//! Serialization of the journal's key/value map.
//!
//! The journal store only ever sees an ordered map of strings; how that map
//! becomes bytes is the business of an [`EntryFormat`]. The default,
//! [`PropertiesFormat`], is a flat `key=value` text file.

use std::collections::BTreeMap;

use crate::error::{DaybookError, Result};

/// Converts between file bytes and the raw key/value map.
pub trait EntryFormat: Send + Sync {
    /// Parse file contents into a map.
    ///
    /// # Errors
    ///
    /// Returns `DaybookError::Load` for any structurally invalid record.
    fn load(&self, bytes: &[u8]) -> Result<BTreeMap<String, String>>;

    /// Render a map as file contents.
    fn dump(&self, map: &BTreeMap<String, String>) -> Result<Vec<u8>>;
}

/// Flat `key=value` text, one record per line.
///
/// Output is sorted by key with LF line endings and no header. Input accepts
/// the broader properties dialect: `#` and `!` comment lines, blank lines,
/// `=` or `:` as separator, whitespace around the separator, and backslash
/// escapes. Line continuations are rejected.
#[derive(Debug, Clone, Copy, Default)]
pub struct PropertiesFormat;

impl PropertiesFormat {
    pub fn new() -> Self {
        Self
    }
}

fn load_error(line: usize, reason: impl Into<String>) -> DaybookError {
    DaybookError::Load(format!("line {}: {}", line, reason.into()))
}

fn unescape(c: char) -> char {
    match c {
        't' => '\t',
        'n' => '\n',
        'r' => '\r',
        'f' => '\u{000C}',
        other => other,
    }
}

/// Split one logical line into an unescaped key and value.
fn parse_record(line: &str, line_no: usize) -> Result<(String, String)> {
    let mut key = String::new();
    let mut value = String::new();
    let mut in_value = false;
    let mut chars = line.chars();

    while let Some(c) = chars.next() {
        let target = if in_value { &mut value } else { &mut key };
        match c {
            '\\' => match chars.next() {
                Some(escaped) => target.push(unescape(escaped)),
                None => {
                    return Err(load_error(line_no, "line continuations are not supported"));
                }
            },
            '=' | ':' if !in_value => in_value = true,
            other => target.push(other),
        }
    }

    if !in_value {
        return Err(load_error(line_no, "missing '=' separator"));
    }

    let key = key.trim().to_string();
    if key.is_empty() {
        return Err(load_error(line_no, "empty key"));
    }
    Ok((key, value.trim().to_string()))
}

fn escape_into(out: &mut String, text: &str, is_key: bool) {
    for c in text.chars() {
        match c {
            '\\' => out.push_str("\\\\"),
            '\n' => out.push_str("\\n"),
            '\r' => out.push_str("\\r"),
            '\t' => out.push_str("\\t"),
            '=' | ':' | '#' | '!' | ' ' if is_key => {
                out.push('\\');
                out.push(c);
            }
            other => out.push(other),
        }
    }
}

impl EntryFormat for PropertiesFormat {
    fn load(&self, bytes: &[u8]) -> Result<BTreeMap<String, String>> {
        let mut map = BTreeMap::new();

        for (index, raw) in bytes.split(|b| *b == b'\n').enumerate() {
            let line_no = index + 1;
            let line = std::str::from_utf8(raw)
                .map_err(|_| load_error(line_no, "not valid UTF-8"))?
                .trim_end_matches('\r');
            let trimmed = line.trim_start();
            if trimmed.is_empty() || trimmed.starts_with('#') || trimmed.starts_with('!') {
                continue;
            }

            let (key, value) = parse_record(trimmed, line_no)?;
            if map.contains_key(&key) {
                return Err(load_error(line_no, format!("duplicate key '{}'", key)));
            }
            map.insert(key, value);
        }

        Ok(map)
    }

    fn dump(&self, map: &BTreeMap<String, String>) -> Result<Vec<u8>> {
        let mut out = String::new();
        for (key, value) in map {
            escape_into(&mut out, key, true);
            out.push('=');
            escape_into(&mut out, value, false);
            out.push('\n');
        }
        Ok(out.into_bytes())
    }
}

§ WORK ORDER: Pull every line containing "contents" out of the records.

§ SOLUTION FOR THIS PROBLEM:
    /// Parse file contents into a map.
    /// Render a map as file contents.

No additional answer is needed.